Overview: In the wake of Gordon’s death, Batman and Batgirl charge into battle with Azrael.
Synopsis (spoilers ahead): As medics rush Gordon to the hospital after being stabbed and hurled off a building by Azrael, we see a much younger Gordon with Barbara as a child in flashbacks. Barbara seeks advice from her father about a conflict at school with a bully, and he tells her to follow her own rules in fights – pushing back to win. In the hospital, Barbara passes Batman, who turns to follow her. They find Gordon, dead, and Batman crumples over the body of his dear friend and ally.
At the GTO, Barbara berates Montoya, Bullock, and Duke for letting her father die, then rounds on Batman and Dick. They let her go, as Montoya tries to salvage the situation and determine their foe’s identity.
Batman vanishes, heading to Leslie’s clinic where Harley and her twins rest. He tells Leslie of his plans to unmask before the whole city, and then collapses again when he tells her of Gordon’s death.
Barbara plans her attack, as Dick tries to get her to calm down and connect with himself and Bruce. He fails, as Barbara finds Azrael’s vehicle and heads off to enact vengeance.
Bruce takes Leslie to one of his Bat-Safe-Houses, and she tells him how she and Alfred obtained Edmond Wayne’s journal – from a mysterious vanishing group claiming to represent Bakkar’s descendent in the Order of St. Dumas, and giving it to Alfred so that Bruce can prevent the Joker from restarting the battle between Bakkars and Waynes. Alfred couldn’t decipher the clues, and Batman finds himself stumped as well.
Barbara takes heavy weaponry and the Bat Tumbler, joined by Bullock who is fully on board with her plan of revenge. Dick calls Batman letting him know of Barbara’s plan, and Batman yanks his bike in pursuit of his allies.
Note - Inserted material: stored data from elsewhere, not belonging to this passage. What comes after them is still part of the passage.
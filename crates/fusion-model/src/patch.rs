//! Linear patch-embedding backbone
//!
//! The first stage of a ViT without the transformer blocks: 16x16 patches are
//! projected to D dimensions, position embeddings are added and each token is
//! layer-normalized. It produces the same `[1 + N, D]` token layout as the ONNX
//! backbone and reads the same timm checkpoint keys (`patch_embed.proj.*`,
//! `cls_token`, `pos_embed`, `norm.*`), so it can run on CPU with nothing but a
//! safetensors file, or fully seeded for tests and benchmarks.
//!
//! A full ViT checkpoint is refused: its transformer blocks would be dropped and
//! the features would not match what a head trained on ViT embeddings expects.

use crate::backbone::{BackboneOutput, VisualBackbone};
use crate::layers::layer_norm;
use crate::weights::{WeightError, WeightMap};
use crate::ModelError;
use cogniscan_common::{TokenFeatures, IMAGE_CHANNELS, IMAGE_SIZE};
use ndarray::{s, Array1, Array2, ArrayView3, Axis};
use rand::rngs::StdRng;
use rand::{Rng, SeedableRng};
use std::path::Path;
use tracing::info;

/// Patch side length (ViT-B/16)
pub const PATCH_SIZE: usize = 16;

const GRID: usize = IMAGE_SIZE as usize / PATCH_SIZE;
const NUM_PATCHES: usize = GRID * GRID;
const PATCH_DIM: usize = IMAGE_CHANNELS * PATCH_SIZE * PATCH_SIZE;
const LAYER_NORM_EPS: f32 = 1e-6;

/// Checkpoint keys that only exist in a full transformer
const TRANSFORMER_PREFIXES: [&str; 2] = ["blocks.", "fc_norm."];

/// Patch projection + position embedding + LayerNorm
#[derive(Debug, Clone)]
pub struct LinearPatchBackbone {
    embed_dim: usize,
    /// `[D, 3 * 16 * 16]`, flattened conv kernel in (c, ky, kx) order
    proj_weight: Array2<f32>,
    proj_bias: Array1<f32>,
    cls_token: Array1<f32>,
    /// `[1 + N, D]`
    pos_embed: Array2<f32>,
    norm_weight: Array1<f32>,
    norm_bias: Array1<f32>,
}

fn reshape_err(name: &str) -> impl FnOnce(ndarray::ShapeError) -> WeightError + '_ {
    move |e| WeightError::InvalidValue {
        name: name.to_string(),
        reason: e.to_string(),
    }
}

impl LinearPatchBackbone {
    pub fn from_safetensors<P: AsRef<Path>>(path: P, embed_dim: usize) -> Result<Self, WeightError> {
        let path = path.as_ref();
        info!("Loading patch-embedding backbone from {}", path.display());
        Self::from_checkpoint(WeightMap::from_file(path)?, embed_dim)
    }

    /// Build from a whole checkpoint, refusing one that carries transformer blocks
    pub fn from_checkpoint(mut weights: WeightMap, embed_dim: usize) -> Result<Self, WeightError> {
        weights.reject_prefixes(&TRANSFORMER_PREFIXES)?;
        Self::from_weights(&mut weights, embed_dim)
    }

    pub fn from_weights(weights: &mut WeightMap, embed_dim: usize) -> Result<Self, WeightError> {
        let proj_weight = weights
            .take_array(
                "patch_embed.proj.weight",
                &[embed_dim, IMAGE_CHANNELS, PATCH_SIZE, PATCH_SIZE],
            )?
            .into_shape_with_order((embed_dim, PATCH_DIM))
            .map_err(reshape_err("patch_embed.proj.weight"))?;
        let cls_token = weights
            .take_array("cls_token", &[1, 1, embed_dim])?
            .into_shape_with_order(embed_dim)
            .map_err(reshape_err("cls_token"))?;
        let pos_embed = weights
            .take_array("pos_embed", &[1, NUM_PATCHES + 1, embed_dim])?
            .into_shape_with_order((NUM_PATCHES + 1, embed_dim))
            .map_err(reshape_err("pos_embed"))?;

        Ok(Self {
            embed_dim,
            proj_weight,
            proj_bias: weights.take_vector("patch_embed.proj.bias", embed_dim)?,
            cls_token,
            pos_embed,
            norm_weight: weights.take_vector("norm.weight", embed_dim)?,
            norm_bias: weights.take_vector("norm.bias", embed_dim)?,
        })
    }

    /// Deterministic random projection for a given seed
    #[must_use]
    pub fn seeded(embed_dim: usize, seed: u64) -> Self {
        let mut rng = StdRng::seed_from_u64(seed);
        let bound = 1.0 / (PATCH_DIM as f32).sqrt();
        let mut uniform = |scale: f32| (rng.random::<f32>() * 2.0 - 1.0) * scale;

        Self {
            embed_dim,
            proj_weight: Array2::from_shape_simple_fn((embed_dim, PATCH_DIM), || uniform(bound)),
            proj_bias: Array1::from_shape_simple_fn(embed_dim, || uniform(bound)),
            cls_token: Array1::from_shape_simple_fn(embed_dim, || uniform(0.02)),
            pos_embed: Array2::from_shape_simple_fn((NUM_PATCHES + 1, embed_dim), || {
                uniform(0.02)
            }),
            norm_weight: Array1::ones(embed_dim),
            norm_bias: Array1::zeros(embed_dim),
        }
    }

    /// Export with timm key names
    #[must_use]
    pub fn to_weights(&self) -> WeightMap {
        let d = self.embed_dim;
        let mut weights = WeightMap::new();
        let mut put = |name: &str, shape: Vec<usize>, data: Vec<f32>| {
            // Shapes are derived from our own arrays, so the lengths always agree
            let _ = weights.insert(name, shape, data);
        };
        put(
            "patch_embed.proj.weight",
            vec![d, IMAGE_CHANNELS, PATCH_SIZE, PATCH_SIZE],
            self.proj_weight.iter().copied().collect(),
        );
        put("patch_embed.proj.bias", vec![d], self.proj_bias.to_vec());
        put("cls_token", vec![1, 1, d], self.cls_token.to_vec());
        put(
            "pos_embed",
            vec![1, NUM_PATCHES + 1, d],
            self.pos_embed.iter().copied().collect(),
        );
        put("norm.weight", vec![d], self.norm_weight.to_vec());
        put("norm.bias", vec![d], self.norm_bias.to_vec());
        weights
    }

    /// Flatten the image into `[N, 3 * 16 * 16]` patch rows, row-major over the grid
    fn patchify(image: ArrayView3<'_, f32>) -> Array2<f32> {
        let mut patches = Array2::<f32>::zeros((NUM_PATCHES, PATCH_DIM));
        for gy in 0..GRID {
            for gx in 0..GRID {
                let mut row = patches.row_mut(gy * GRID + gx);
                let mut k = 0;
                for c in 0..IMAGE_CHANNELS {
                    for ky in 0..PATCH_SIZE {
                        for kx in 0..PATCH_SIZE {
                            row[k] = image[[c, gy * PATCH_SIZE + ky, gx * PATCH_SIZE + kx]];
                            k += 1;
                        }
                    }
                }
            }
        }
        patches
    }
}

impl VisualBackbone for LinearPatchBackbone {
    fn name(&self) -> &str {
        "linear-patch"
    }

    fn embed_dim(&self) -> usize {
        self.embed_dim
    }

    fn forward(&mut self, image: ArrayView3<'_, f32>) -> Result<BackboneOutput, ModelError> {
        let expected = [IMAGE_CHANNELS, IMAGE_SIZE as usize, IMAGE_SIZE as usize];
        if image.shape() != expected {
            return Err(ModelError::ShapeMismatch {
                what: "image tensor",
                expected: expected.to_vec(),
                actual: image.shape().to_vec(),
            });
        }

        let patches = Self::patchify(image);
        let mut tokens = patches.dot(&self.proj_weight.t()) + &self.proj_bias;
        tokens += &self.pos_embed.slice(s![1.., ..]);

        let mean = tokens
            .mean_axis(Axis(0))
            .ok_or_else(|| ModelError::InvalidOutput("no patch tokens".to_string()))?;
        let mut embedding = &self.cls_token + &self.pos_embed.row(0) + &mean;

        layer_norm(
            embedding.view_mut(),
            self.norm_weight.view(),
            self.norm_bias.view(),
            LAYER_NORM_EPS,
        );
        for row in tokens.rows_mut() {
            layer_norm(
                row,
                self.norm_weight.view(),
                self.norm_bias.view(),
                LAYER_NORM_EPS,
            );
        }

        Ok(BackboneOutput {
            embedding,
            tokens: TokenFeatures::new(tokens),
        })
    }
}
Jean Paul’s allies tell him to take his cancer pills, to allow him to fight to the end, instead of dying to disease. His team expresses loyalty to him, but not to his or Ruth’s mission against the Batman – just as Barbara slams into their military vehicle from the side, pushing both vehicles off a cliff. She prepares to unload her machine gun into Azrael, but Batman arrives and yanks the gun away. In response, Azrael appears to break Barbara’s back over his knee. Batman attacks, but Azrael knocks him out with the flat of his sword. Azrael’s team departs, and Dick arrives to find Batman carrying a broken Barbara away from the flames.
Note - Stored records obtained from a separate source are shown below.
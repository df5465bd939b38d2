//! Clinical covariate encoding
use cogniscan_common::{ClinicalRecord, ClinicalVector};
use tracing::debug;

/// Value substituted for any missing or non-finite numeric covariate
pub const MISSING_VALUE: f32 = 0.0;

/// Encodes a [`ClinicalRecord`] into `[age, gender_code, mmse, cdr]`
///
/// This is the single place where missing inputs are replaced:
/// absent age, MMSE or CDR become `0.0` and an absent gender encodes as male (`0`).
/// Values are not range-clamped. Every substitution is logged at debug level so
/// incomplete records can be audited.
#[derive(Debug, Clone, Copy, Default)]
pub struct ClinicalFeatureEncoder;

impl ClinicalFeatureEncoder {
    #[must_use]
    pub fn encode(&self, record: &ClinicalRecord) -> ClinicalVector {
        let mut substituted: Vec<&'static str> = Vec::new();

        let age = match record.age {
            Some(age) => age as f32,
            None => {
                substituted.push("age");
                MISSING_VALUE
            }
        };
        let gender = match record.gender {
            Some(gender) => gender.code(),
            None => {
                substituted.push("gender");
                MISSING_VALUE
            }
        };
        let mmse = finite_or_default(record.mmse, "mmse", &mut substituted);
        let cdr = finite_or_default(record.cdr, "cdr", &mut substituted);

        if !substituted.is_empty() {
            debug!("Clinical defaults substituted for: {}", substituted.join(", "));
        }

        ClinicalVector::new([age, gender, mmse, cdr])
    }
}

fn finite_or_default(
    value: Option<f32>,
    name: &'static str,
    substituted: &mut Vec<&'static str>,
) -> f32 {
    match value {
        Some(v) if v.is_finite() => v,
        _ => {
            substituted.push(name);
            MISSING_VALUE
        }
    }
}
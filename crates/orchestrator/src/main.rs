/// Classify one scan from the command line and print the report as JSON
use anyhow::Context;
use cogniscan_common::ClinicalRecord;
use cogniscan_orchestrator::{PredictionRequest, PredictionService, ServiceConfig};
use std::path::PathBuf;
use tracing::{error, info};

#[tokio::main]
async fn main() -> anyhow::Result<()> {
    tracing_subscriber::fmt().with_env_filter("info").init();

    let args: Vec<String> = std::env::args().collect();
    if args.len() < 2 {
        eprintln!(
            "Usage: {} <scan-image> [age] [gender] [mmse] [cdr]",
            args[0]
        );
        std::process::exit(1);
    }

    let path = PathBuf::from(&args[1]);
    if !path.exists() {
        error!("File not found: {}", path.display());
        std::process::exit(1);
    }

    let field = |i: usize| args.get(i).map(String::as_str);
    let clinical = ClinicalRecord::from_form_fields(field(2), field(3), field(4), field(5));

    let config = ServiceConfig::load()?;
    let service = PredictionService::from_config(&config).await?;

    let image = std::fs::read(&path).with_context(|| format!("reading {}", path.display()))?;
    info!("Classifying {} ({} bytes)", path.display(), image.len());

    match service
        .predict(PredictionRequest::new(image, clinical).for_subject("cli"))
        .await
    {
        Ok(report) => {
            println!("{}", serde_json::to_string_pretty(&report)?);
            Ok(())
        }
        Err(e) => {
            error!("Prediction failed: {}", e);
            eprintln!("{}: {}", e.kind(), e.public_message());
            std::process::exit(2);
        }
    }
}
Analysis: After a frustratingly clumsily written last issue, this installment steps up the plotting and character connections, though a few elements still hold it back from satisfaction. Murphy chooses to make Batman directly responsible for leaving Barbara vulnerable to Azrael’s spine-snapping attack by taking her gun – lending more weight to the eternally frustrating question of whether Batman should make the choice to not kill for everyone, instead of just for himself. The series of defeats suffered by Batman and his family in these two issues also destroys a lot of the potential for enjoyment, particularly since Gordon’s death and Barbara’s injury seem to have no real purpose outside of a feud without full understanding. Perhaps in light of future revelations the battle between the Waynes and St. Dumas’s Order will seem more worthwhile, but for now, the Gordon family lies in burning wreckage for no solid cause.
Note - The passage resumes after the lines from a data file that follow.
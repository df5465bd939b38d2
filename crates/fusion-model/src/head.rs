//! Clinical MLP and fused classifier head
use crate::layers::{relu, BatchNorm1d, Linear};
use crate::weights::{WeightError, WeightMap};
use cogniscan_common::{FusionLogits, CLINICAL_FEATURES, NUM_CLASSES};
use ndarray::{Array1, ArrayView1};
use rand::rngs::StdRng;
use rand::SeedableRng;
use std::path::Path;
use tracing::{debug, info};

/// Width of the first clinical MLP stage
pub const CLINICAL_HIDDEN: usize = 16;

/// Width of the clinical embedding
pub const CLINICAL_EMBED: usize = 32;

const CLASSIFIER_HIDDEN: usize = 256;
const CLASSIFIER_BOTTLENECK: usize = 64;

/// `Linear(4,16) → ReLU → BN(16) → Linear(16,32) → ReLU → BN(32)`
#[derive(Debug, Clone)]
pub struct ClinicalMlp {
    fc1: Linear,
    bn1: BatchNorm1d,
    fc2: Linear,
    bn2: BatchNorm1d,
}

impl ClinicalMlp {
    fn load(weights: &mut WeightMap) -> Result<Self, WeightError> {
        Ok(Self {
            fc1: Linear::load(weights, "clinical_mlp.0", CLINICAL_FEATURES, CLINICAL_HIDDEN)?,
            bn1: BatchNorm1d::load(weights, "clinical_mlp.2", CLINICAL_HIDDEN)?,
            fc2: Linear::load(weights, "clinical_mlp.3", CLINICAL_HIDDEN, CLINICAL_EMBED)?,
            bn2: BatchNorm1d::load(weights, "clinical_mlp.5", CLINICAL_EMBED)?,
        })
    }

    fn random(rng: &mut StdRng) -> Self {
        Self {
            fc1: Linear::random(CLINICAL_FEATURES, CLINICAL_HIDDEN, rng),
            bn1: BatchNorm1d::identity(CLINICAL_HIDDEN),
            fc2: Linear::random(CLINICAL_HIDDEN, CLINICAL_EMBED, rng),
            bn2: BatchNorm1d::identity(CLINICAL_EMBED),
        }
    }

    fn store(&self, weights: &mut WeightMap) {
        self.fc1.store(weights, "clinical_mlp.0");
        self.bn1.store(weights, "clinical_mlp.2");
        self.fc2.store(weights, "clinical_mlp.3");
        self.bn2.store(weights, "clinical_mlp.5");
    }

    #[must_use]
    pub fn forward(&self, x: ArrayView1<'_, f32>) -> Array1<f32> {
        let h = self.bn1.forward(relu(self.fc1.forward(x)).view());
        self.bn2.forward(relu(self.fc2.forward(h.view())).view())
    }
}

/// `Dropout → Linear(D+32,256) → ReLU → Dropout → Linear(256,64) → ReLU → Linear(64,3)`
///
/// Dropout is the identity at inference time, so only the linear stages are held.
#[derive(Debug, Clone)]
pub struct ClassifierHead {
    fc1: Linear,
    fc2: Linear,
    out: Linear,
}

impl ClassifierHead {
    fn load(weights: &mut WeightMap, fused_dim: usize) -> Result<Self, WeightError> {
        Ok(Self {
            fc1: Linear::load(weights, "classifier.1", fused_dim, CLASSIFIER_HIDDEN)?,
            fc2: Linear::load(weights, "classifier.4", CLASSIFIER_HIDDEN, CLASSIFIER_BOTTLENECK)?,
            out: Linear::load(weights, "classifier.6", CLASSIFIER_BOTTLENECK, NUM_CLASSES)?,
        })
    }

    fn random(fused_dim: usize, rng: &mut StdRng) -> Self {
        Self {
            fc1: Linear::random(fused_dim, CLASSIFIER_HIDDEN, rng),
            fc2: Linear::random(CLASSIFIER_HIDDEN, CLASSIFIER_BOTTLENECK, rng),
            out: Linear::random(CLASSIFIER_BOTTLENECK, NUM_CLASSES, rng),
        }
    }

    fn store(&self, weights: &mut WeightMap) {
        self.fc1.store(weights, "classifier.1");
        self.fc2.store(weights, "classifier.4");
        self.out.store(weights, "classifier.6");
    }

    #[must_use]
    pub fn forward(&self, fused: ArrayView1<'_, f32>) -> FusionLogits {
        let h = relu(self.fc1.forward(fused));
        let h = relu(self.fc2.forward(h.view()));
        let out = self.out.forward(h.view());
        let mut logits = [0.0f32; NUM_CLASSES];
        for (l, v) in logits.iter_mut().zip(out.iter()) {
            *l = *v;
        }
        FusionLogits(logits)
    }
}

/// Trainable part of the fusion model: clinical MLP plus classifier head
#[derive(Debug, Clone)]
pub struct FusionHead {
    embed_dim: usize,
    clinical: ClinicalMlp,
    classifier: ClassifierHead,
}

impl FusionHead {
    /// Load a head checkpoint for a backbone with embedding width `embed_dim`
    pub fn from_safetensors<P: AsRef<Path>>(path: P, embed_dim: usize) -> Result<Self, WeightError> {
        let path = path.as_ref();
        info!("Loading fusion head weights from {}", path.display());
        let mut weights = WeightMap::from_file(path)?;
        Self::from_weights(&mut weights, embed_dim)
    }

    /// Build from a weight map, consuming the `clinical_mlp.*` and `classifier.*` keys
    pub fn from_weights(weights: &mut WeightMap, embed_dim: usize) -> Result<Self, WeightError> {
        let head = Self {
            embed_dim,
            clinical: ClinicalMlp::load(weights)?,
            classifier: ClassifierHead::load(weights, embed_dim + CLINICAL_EMBED)?,
        };
        let leftover: Vec<&str> = weights
            .names()
            .filter(|n| n.starts_with("clinical_mlp.") || n.starts_with("classifier."))
            .collect();
        if !leftover.is_empty() {
            debug!("Ignoring unexpected head tensors: {:?}", leftover);
        }
        Ok(head)
    }

    /// Deterministic randomly initialised head with identity BatchNorm statistics
    #[must_use]
    pub fn seeded(embed_dim: usize, seed: u64) -> Self {
        let mut rng = StdRng::seed_from_u64(seed);
        Self {
            embed_dim,
            clinical: ClinicalMlp::random(&mut rng),
            classifier: ClassifierHead::random(embed_dim + CLINICAL_EMBED, &mut rng),
        }
    }

    /// Export using the same key layout [`FusionHead::from_weights`] reads
    #[must_use]
    pub fn to_weights(&self) -> WeightMap {
        let mut weights = WeightMap::new();
        self.clinical.store(&mut weights);
        self.classifier.store(&mut weights);
        weights
    }

    #[must_use]
    pub fn embed_dim(&self) -> usize {
        self.embed_dim
    }

    /// Concatenate `[visual, clinical_mlp(clinical)]` and classify
    ///
    /// Callers validate lengths; see `FusionClassifier::forward`.
    #[must_use]
    pub fn forward(&self, visual: ArrayView1<'_, f32>, clinical: ArrayView1<'_, f32>) -> FusionLogits {
        let clinical_embedding = self.clinical.forward(clinical);
        let fused: Array1<f32> = visual
            .iter()
            .chain(clinical_embedding.iter())
            .copied()
            .collect();
        self.classifier.forward(fused.view())
    }
}

#[cfg(test)]
mod tests {
    use super::*;

    #[test]
    fn test_seeded_head_is_deterministic() {
        let a = FusionHead::seeded(16, 42);
        let b = FusionHead::seeded(16, 42);
        let visual = Array1::from_shape_fn(16, |i| i as f32 / 16.0);
        let clinical = Array1::from_vec(vec![70.0, 1.0, 22.0, 0.5]);
        assert_eq!(
            a.forward(visual.view(), clinical.view()),
            b.forward(visual.view(), clinical.view())
        );
    }

    #[test]
    fn test_checkpoint_key_layout() {
        let names: Vec<String> = FusionHead::seeded(8, 1)
            .to_weights()
            .names()
            .map(str::to_string)
            .collect();
        for key in [
            "clinical_mlp.0.weight",
            "clinical_mlp.2.running_var",
            "clinical_mlp.3.bias",
            "clinical_mlp.5.running_mean",
            "classifier.1.weight",
            "classifier.4.bias",
            "classifier.6.weight",
        ] {
            assert!(names.iter().any(|n| n == key), "missing {key}");
        }
    }

    #[test]
    fn test_reload_from_exported_weights() {
        let head = FusionHead::seeded(8, 5);
        let mut weights = head.to_weights();
        let reloaded = FusionHead::from_weights(&mut weights, 8).unwrap();
        assert!(weights.is_empty());

        let visual = Array1::from_elem(8, 0.25f32);
        let clinical = Array1::from_vec(vec![65.0, 0.0, 28.0, 0.0]);
        assert_eq!(
            head.forward(visual.view(), clinical.view()),
            reloaded.forward(visual.view(), clinical.view())
        );
    }

    #[test]
    fn test_wrong_embed_dim_is_rejected() {
        let mut weights = FusionHead::seeded(8, 5).to_weights();
        assert!(matches!(
            FusionHead::from_weights(&mut weights, 16),
            Err(WeightError::Shape { .. })
        ));
    }

    #[test]
    fn test_missing_tensor_is_reported() {
        let mut weights = FusionHead::seeded(8, 5).to_weights();
        weights.remove("classifier.6.bias");
        assert!(matches!(
            FusionHead::from_weights(&mut weights, 8),
            Err(WeightError::Missing(name)) if name == "classifier.6.bias"
        ));
    }
}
Unlike the last issue, where Gordon’s death was undercut by the serious lack of consistent development of Jim’s character, Barbara has serious elements that make her quest and injury more powerful – her relationship with her father in the flashback, though perhaps a bit manipulative, seems sincerely written and effective. Murphy even adds a manga-esque heart between father and daughter when Jim kisses Barbara as a child. As usual, though the writing and structuring of Murphy’s stories are generally fairly middling at best, his art, beautifully brought to colored life by Matt Hollingsworth, powerfully conveys the emotions the words don’t quite evoke.
Unfortunately for those who wish to see if Murphy has killed Barbara, or whether he’s decided to try to incorporate a version of Oracle into his universe, next month we have the release of Von Freeze, a one-shot set in the 1930s and 40s of this universe, drawn by legendary inker and artist Klaus Janson. We’ll be covering that issue right here!
Unlike the last issue, where Gordon’s cover was featured only as the variant, Batgirl’s cover features as the main cover this time, and it accurately reflects the interior story with Barbara’s extremely heavily armed figure dominating the cover, while Batman on his futuristic Bat-bike races off a roof. Unlike some covers by interior artists, this cover also functions beautifully as a single, non-sequential image, with careful composition, colors, and framing. The color spectrum used also presents a lot of interest, limiting the palette to the warmer end of the spectrum – reds, yellows, purples – but no really vivid hues, instead presenting more muted or mixed tones, underlining the darker and hotter emotional spectrum of the interior narrative. The variant cover, this time, focuses on Alfred, a character who died in the last series, but features heavily in the flashback section of this issue.
Final Thoughts: Tragedy follows upon tragedy as Azrael continues to prevail in his struggle for the soul of Gotham.